*Your assignment*:
Give back exactly the first lines of the entries below, through the line with "the table in".

Input material Start Marker

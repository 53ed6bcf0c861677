use sea_orm::entity::prelude::*;
use sea_orm::sea_query::StringLen;
use sea_orm::{DatabaseConnection, QueryOrder, QuerySelect, Set};
use chrono::Utc;
use serde::{Deserialize, Serialize};
use std::fmt;

use crate::errors::ModelError;

/// Booking lifecycle. Transitions are restricted to the table in
/// [`BookingStatus::can_transition_to`]; `cancelled` and `completed` are
/// terminal.
#[derive(Debug, Clone, Copy, PartialEq, Eq, EnumIter, DeriveActiveEnum, Serialize, Deserialize)]
#[sea_orm(rs_type = "String", db_type = "String(StringLen::N(16))")]
#[serde(rename_all = "lowercase")]
pub enum BookingStatus {
    #[sea_orm(string_value = "pending")]
    Pending,
    #[sea_orm(string_value = "confirmed")]
    Confirmed,
    #[sea_orm(string_value = "cancelled")]
    Cancelled,
    #[sea_orm(string_value = "completed")]
    Completed,
}

impl BookingStatus {
    pub fn as_str(&self) -> &'static str {
        match self {
            BookingStatus::Pending => "pending",
            BookingStatus::Confirmed => "confirmed",
            BookingStatus::Cancelled => "cancelled",
            BookingStatus::Completed => "completed",
        }
    }

    /// Parse the wire value; `None` for anything outside the enumeration.
    pub fn parse(s: &str) -> Option<Self> {
        match s {
            "pending" => Some(BookingStatus::Pending),
            "confirmed" => Some(BookingStatus::Confirmed),
            "cancelled" => Some(BookingStatus::Cancelled),
            "completed" => Some(BookingStatus::Completed),
            _ => None,
        }
    }

    /// Transition table: pending may be confirmed or cancelled, confirmed
    /// may be completed or cancelled, terminal states allow nothing.
    /// Identity transitions are rejected like any other disallowed move.
    pub fn can_transition_to(self, next: BookingStatus) -> bool {
        use BookingStatus::*;
        matches!(
            (self, next),
            (Pending, Confirmed) | (Pending, Cancelled) | (Confirmed, Completed) | (Confirmed, Cancelled)
        )
    }
}

impl fmt::Display for BookingStatus {
    fn fmt(&self, f: &mut fmt::Formatter<'_>) -> fmt::Result {
        f.write_str(self.as_str())
    }
}

#[derive(Clone, Debug, PartialEq, DeriveEntityModel, Serialize, Deserialize)]
#[sea_orm(table_name = "booking")]
pub struct Model {
    #[sea_orm(primary_key)]
    pub id: i32,
    pub name: String,
    pub phone: String,
    pub email: Option<String>,
    pub package: String,
    pub event_date: String,
    pub details: String,
    pub status: BookingStatus,
    pub created_at: DateTimeWithTimeZone,
}

#[derive(Copy, Clone, Debug, EnumIter, DeriveRelation)]
pub enum Relation {}

impl ActiveModelBehavior for ActiveModel {}

pub fn validate_name(name: &str) -> Result<(), ModelError> {
    if name.trim().len() < 2 {
        return Err(ModelError::Validation("valid name required".into()));
    }
    Ok(())
}

pub fn validate_email(email: &str) -> Result<(), ModelError> {
    if !email.contains('@') {
        return Err(ModelError::Validation("invalid email".into()));
    }
    Ok(())
}

/// Insert a booking with status `pending`. The phone must already be
/// normalized by the caller; this only enforces the stored invariant.
pub async fn create(
    db: &DatabaseConnection,
    name: &str,
    phone: &str,
    email: Option<&str>,
    package: &str,
    event_date: &str,
    details: &str,
) -> Result<Model, ModelError> {
    validate_name(name)?;
    if phone.is_empty() || !phone.chars().all(|c| c.is_ascii_digit()) {
        return Err(ModelError::Validation("phone must be a normalized digit string".into()));
    }
    if let Some(e) = email {
        validate_email(e)?;
    }
    if package.trim().is_empty() {
        return Err(ModelError::Validation("package required".into()));
    }
    if event_date.trim().is_empty() {
        return Err(ModelError::Validation("date required".into()));
    }
    let am = ActiveModel {
        name: Set(name.trim().to_string()),
        phone: Set(phone.to_string()),
        email: Set(email.map(|e| e.to_string())),
        package: Set(package.to_string()),
        event_date: Set(event_date.to_string()),
        details: Set(details.to_string()),
        status: Set(BookingStatus::Pending),
        created_at: Set(Utc::now().into()),
        ..Default::default()
    };
    am.insert(db).await.map_err(|e| ModelError::Db(e.to_string()))
}

/// Most recent bookings first, capped.
pub async fn list_recent(db: &DatabaseConnection, limit: u64) -> Result<Vec<Model>, ModelError> {
    Entity::find()
        .order_by_desc(Column::CreatedAt)
        .limit(limit)
        .all(db)
        .await
        .map_err(|e| ModelError::Db(e.to_string()))
}

/// Move a booking to `next` subject to the transition table.
pub async fn set_status(db: &DatabaseConnection, id: i32, next: BookingStatus) -> Result<(), ModelError> {
    let found = Entity::find_by_id(id)
        .one(db)
        .await
        .map_err(|e| ModelError::Db(e.to_string()))?
        .ok_or_else(|| ModelError::NotFound(format!("booking {id} not found")))?;
    if !found.status.can_transition_to(next) {
        return Err(ModelError::Transition { from: found.status, to: next });
    }
    let mut am: ActiveModel = found.into();
    am.status = Set(next);
    am.update(db).await.map_err(|e| ModelError::Db(e.to_string()))?;
    Ok(())
}

/// Administrative hard delete; reports whether a row existed.
pub async fn delete(db: &DatabaseConnection, id: i32) -> Result<bool, ModelError> {
    let res = Entity::delete_by_id(id)
        .exec(db)
        .await
        .map_err(|e| ModelError::Db(e.to_string()))?;
    Ok(res.rows_affected > 0)
}

#[cfg(test)]
mod status_tests {
    use super::BookingStatus::*;

    #[test]
    fn pending_can_confirm_or_cancel() {
        assert!(Pending.can_transition_to(Confirmed));
        assert!(Pending.can_transition_to(Cancelled));
        assert!(!Pending.can_transition_to(Completed));
    }

    #[test]
    fn confirmed_can_complete_or_cancel() {
        assert!(Confirmed.can_transition_to(Completed));
        assert!(Confirmed.can_transition_to(Cancelled));
        assert!(!Confirmed.can_transition_to(Pending));
    }

    #[test]
    fn terminal_states_allow_nothing() {
        for next in [Pending, Confirmed, Cancelled, Completed] {
            assert!(!Cancelled.can_transition_to(next));
            assert!(!Completed.can_transition_to(next));
        }
    }

    #[test]
    fn identity_transitions_rejected() {
        for s in [Pending, Confirmed, Cancelled, Completed] {
            assert!(!s.can_transition_to(s));
        }
    }

    #[test]
    fn parse_roundtrips_wire_values() {
        for s in [Pending, Confirmed, Cancelled, Completed] {
            assert_eq!(super::BookingStatus::parse(s.as_str()), Some(s));
        }
        assert_eq!(super::BookingStatus::parse("archived"), None);
    }
}
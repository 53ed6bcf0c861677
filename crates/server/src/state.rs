use std::sync::Arc;

use service::assets::AssetService;
use service::auth::repo::seaorm::SeaOrmAdminRepository;
use service::auth::AuthService;
use service::booking::repo::seaorm::SeaOrmBookingRepository;
use service::booking::BookingService;

pub type Bookings = BookingService<SeaOrmBookingRepository>;
pub type Auth = AuthService<SeaOrmAdminRepository>;

/// Shared handler state: the three services built over one connection pool
/// at startup.
#[derive(Clone)]
pub struct ServerState {
    pub bookings: Arc<Bookings>,
    pub assets: Arc<AssetService>,
    pub auth: Arc<Auth>,
    pub whatsapp_number: String,
}
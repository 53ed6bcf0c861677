//! Migrator registering entity-specific migrations in dependency order.
//! Indexes are applied last.
pub use sea_orm_migration::prelude::*;

mod m20240101_000001_create_admin_user;
mod m20240101_000002_create_booking;
mod m20240101_000003_create_gallery_image;
mod m20240101_000004_create_home_image;
mod m20240101_000005_create_site_asset;
mod m20240101_000006_add_indexes;

pub struct Migrator;

#[async_trait::async_trait]
impl MigratorTrait for Migrator {
    fn migrations() -> Vec<Box<dyn MigrationTrait>> {
        vec![
            Box::new(m20240101_000001_create_admin_user::Migration),
            Box::new(m20240101_000002_create_booking::Migration),
            Box::new(m20240101_000003_create_gallery_image::Migration),
            Box::new(m20240101_000004_create_home_image::Migration),
            Box::new(m20240101_000005_create_site_asset::Migration),
            // Indexes should always be applied last
            Box::new(m20240101_000006_add_indexes::Migration),
        ]
    }
}
use std::sync::Arc;

use sea_orm::DatabaseConnection;
use tracing::{info, instrument};

use super::domain::UploadedFile;
use crate::errors::ServiceError;
use crate::storage::ImageStorage;

/// Gallery listing cap inherited from the public site.
pub const GALLERY_LIST_LIMIT: u64 = 20;

/// Registry service for every uploaded-image kind. Rows are soft-deleted
/// uniformly; stored objects are never removed.
pub struct AssetService {
    db: DatabaseConnection,
    storage: Arc<dyn ImageStorage>,
}

impl AssetService {
    pub fn new(db: DatabaseConnection, storage: Arc<dyn ImageStorage>) -> Self {
        Self { db, storage }
    }

    pub fn backend_name(&self) -> &'static str {
        self.storage.backend_name()
    }

    fn validate_upload(file: &UploadedFile) -> Result<(), ServiceError> {
        if file.is_empty() {
            return Err(ServiceError::Validation("No image".into()));
        }
        Ok(())
    }

    // ---- gallery ----

    #[instrument(skip(self, file), fields(file = %file.name))]
    pub async fn upload_gallery(&self, file: UploadedFile, caption: &str) -> Result<models::gallery_image::Model, ServiceError> {
        Self::validate_upload(&file)?;
        let stored = self.storage.put(&file.name, &file.content_type, file.bytes).await?;
        let row = models::gallery_image::create(&self.db, &stored.url, &stored.public_id, caption, 0).await?;
        info!(public_id = %row.public_id, "gallery image uploaded");
        Ok(row)
    }

    pub async fn list_gallery(&self) -> Result<Vec<models::gallery_image::Model>, ServiceError> {
        Ok(models::gallery_image::list_active(&self.db, GALLERY_LIST_LIMIT).await?)
    }

    pub async fn delete_gallery(&self, public_id: &str) -> Result<bool, ServiceError> {
        Ok(models::gallery_image::soft_delete_by_public_id(&self.db, public_id).await?)
    }

    pub async fn reorder_gallery(&self, ids: &[i32]) -> Result<(), ServiceError> {
        models::gallery_image::reorder(&self.db, ids).await?;
        info!(count = ids.len(), "gallery reordered");
        Ok(())
    }

    // ---- home slideshow ----

    #[instrument(skip(self, file), fields(file = %file.name))]
    pub async fn upload_home(
        &self,
        file: UploadedFile,
        caption: &str,
        display_order: i32,
    ) -> Result<models::home_image::Model, ServiceError> {
        Self::validate_upload(&file)?;
        let stored = self.storage.put(&file.name, &file.content_type, file.bytes).await?;
        let row = models::home_image::create(&self.db, &stored.url, &stored.public_id, caption, display_order).await?;
        info!(public_id = %row.public_id, "home image uploaded");
        Ok(row)
    }

    pub async fn list_home(&self) -> Result<Vec<models::home_image::Model>, ServiceError> {
        Ok(models::home_image::list_active(&self.db).await?)
    }

    pub async fn delete_home(&self, id: i32) -> Result<bool, ServiceError> {
        Ok(models::home_image::soft_delete(&self.db, id).await?)
    }

    pub async fn set_home_order(&self, id: i32, display_order: i32) -> Result<bool, ServiceError> {
        Ok(models::home_image::set_order(&self.db, id, display_order).await?)
    }

    pub async fn reorder_home(&self, ids: &[i32]) -> Result<(), ServiceError> {
        models::home_image::reorder(&self.db, ids).await?;
        info!(count = ids.len(), "home slideshow reordered");
        Ok(())
    }

    // ---- keyed site assets ----

    #[instrument(skip(self, file), fields(asset_type = %asset_type))]
    pub async fn upsert_site_asset(
        &self,
        asset_type: &str,
        alt_text: &str,
        file: UploadedFile,
    ) -> Result<models::site_asset::Model, ServiceError> {
        if asset_type.trim().is_empty() {
            return Err(ServiceError::Validation("Asset type required".into()));
        }
        Self::validate_upload(&file)?;
        let stored = self.storage.put(&file.name, &file.content_type, file.bytes).await?;
        let row = models::site_asset::upsert(&self.db, asset_type, &stored.url, &stored.public_id, alt_text).await?;
        info!(asset_type = %row.asset_type, "site asset updated");
        Ok(row)
    }

    pub async fn list_site_assets(&self) -> Result<Vec<models::site_asset::Model>, ServiceError> {
        Ok(models::site_asset::list(&self.db).await?)
    }
}

#[cfg(test)]
mod tests {
    use super::*;
    use crate::storage::memory::MemoryStorage;
    use migration::MigratorTrait;
    use sea_orm::EntityTrait;

    async fn setup() -> anyhow::Result<AssetService> {
        let db = models::db::connect().await?;
        migration::Migrator::up(&db, None).await?;
        Ok(AssetService::new(db, Arc::new(MemoryStorage::default())))
    }

    fn png(name: &str) -> UploadedFile {
        UploadedFile { name: name.into(), content_type: "image/png".into(), bytes: vec![0x89, b'P', b'N', b'G'] }
    }

    #[tokio::test]
    async fn upload_then_list_then_soft_delete() -> anyhow::Result<()> {
        if std::env::var("SKIP_DB_TESTS").is_ok() {
            return Ok(());
        }
        let svc = setup().await?;

        let row = svc.upload_gallery(png("studio.png"), "the studio").await?;
        let listed = svc.list_gallery().await?;
        assert!(listed.iter().any(|m| m.public_id == row.public_id));

        assert!(svc.delete_gallery(&row.public_id).await?);
        let listed = svc.list_gallery().await?;
        assert!(listed.iter().all(|m| m.public_id != row.public_id));

        models::gallery_image::Entity::delete_by_id(row.id).exec(&svc.db).await?;
        Ok(())
    }

    #[tokio::test]
    async fn empty_upload_rejected_before_storage() -> anyhow::Result<()> {
        if std::env::var("SKIP_DB_TESTS").is_ok() {
            return Ok(());
        }
        let svc = setup().await?;
        let empty = UploadedFile { name: "x.png".into(), content_type: "image/png".into(), bytes: vec![] };
        let err = svc.upload_gallery(empty, "").await.unwrap_err();
        assert!(matches!(err, ServiceError::Validation(_)));
        Ok(())
    }
}
use axum::{
    extract::{Request, State},
    http::StatusCode,
    middleware::Next,
    response::Response,
    Extension, Json,
};
use axum_extra::extract::cookie::{Cookie, CookieJar, SameSite};

use service::auth::domain::{AdminClaims, ChangePasswordInput, LoginInput};

use crate::errors::ApiError;
use crate::state::ServerState;

/// Session cookie carrying the signed admin token.
pub const ADMIN_COOKIE: &str = "admin_token";

fn session_cookie(token: String) -> Cookie<'static> {
    let mut cookie = Cookie::new(ADMIN_COOKIE, token);
    cookie.set_path("/");
    cookie.set_http_only(true);
    cookie.set_same_site(SameSite::Lax);
    cookie
}

#[utoipa::path(post, path = "/admin_login", tag = "admin",
    request_body = crate::openapi::LoginRequestDoc,
    responses((status = 200, description = "Session cookie set"), (status = 401, description = "Invalid credentials")))]
pub async fn login(
    State(state): State<ServerState>,
    jar: CookieJar,
    Json(input): Json<LoginInput>,
) -> Result<(CookieJar, Json<serde_json::Value>), ApiError> {
    let token = state.auth.login(input).await.map_err(ApiError::from_auth)?;
    let jar = jar.add(session_cookie(token));
    Ok((jar, Json(serde_json::json!({ "ok": true }))))
}

pub async fn logout(jar: CookieJar) -> (CookieJar, Json<serde_json::Value>) {
    let jar = jar.remove(Cookie::from(ADMIN_COOKIE));
    (jar, Json(serde_json::json!({ "ok": true })))
}

/// `POST /change_password`: re-verifies the old password and persists the
/// new hash; the acting admin comes from the session claims.
pub async fn change_password(
    State(state): State<ServerState>,
    Extension(claims): Extension<AdminClaims>,
    Json(input): Json<ChangePasswordInput>,
) -> Result<Json<serde_json::Value>, ApiError> {
    state
        .auth
        .change_password(&claims.sub, input)
        .await
        .map_err(ApiError::from_auth)?;
    Ok(Json(serde_json::json!({ "ok": true })))
}

/// Middleware: every admin route requires a valid, unexpired session token.
/// The verified claims are stashed in request extensions for handlers.
pub async fn require_admin(
    State(state): State<ServerState>,
    jar: CookieJar,
    mut req: Request,
    next: Next,
) -> Result<Response, ApiError> {
    let token = jar
        .get(ADMIN_COOKIE)
        .map(|c| c.value().to_string())
        .ok_or_else(|| ApiError::plain(StatusCode::UNAUTHORIZED, "Authentication required"))?;
    let claims = state.auth.verify_token(&token).map_err(ApiError::from_auth)?;
    req.extensions_mut().insert(claims);
    Ok(next.run(req).await)
}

Input material End Marker

*Expected answer*:
repository 53ed6bcf0c861677
use sea_orm::entity::prelude::*;
use sea_orm::sea_query::StringLen;
use sea_orm::{DatabaseConnection, QueryOrder, QuerySelect, Set};
use chrono::Utc;
use serde::{Deserialize, Serialize};
use std::fmt;

use crate::errors::ModelError;

/// Booking lifecycle. Transitions are restricted to the table in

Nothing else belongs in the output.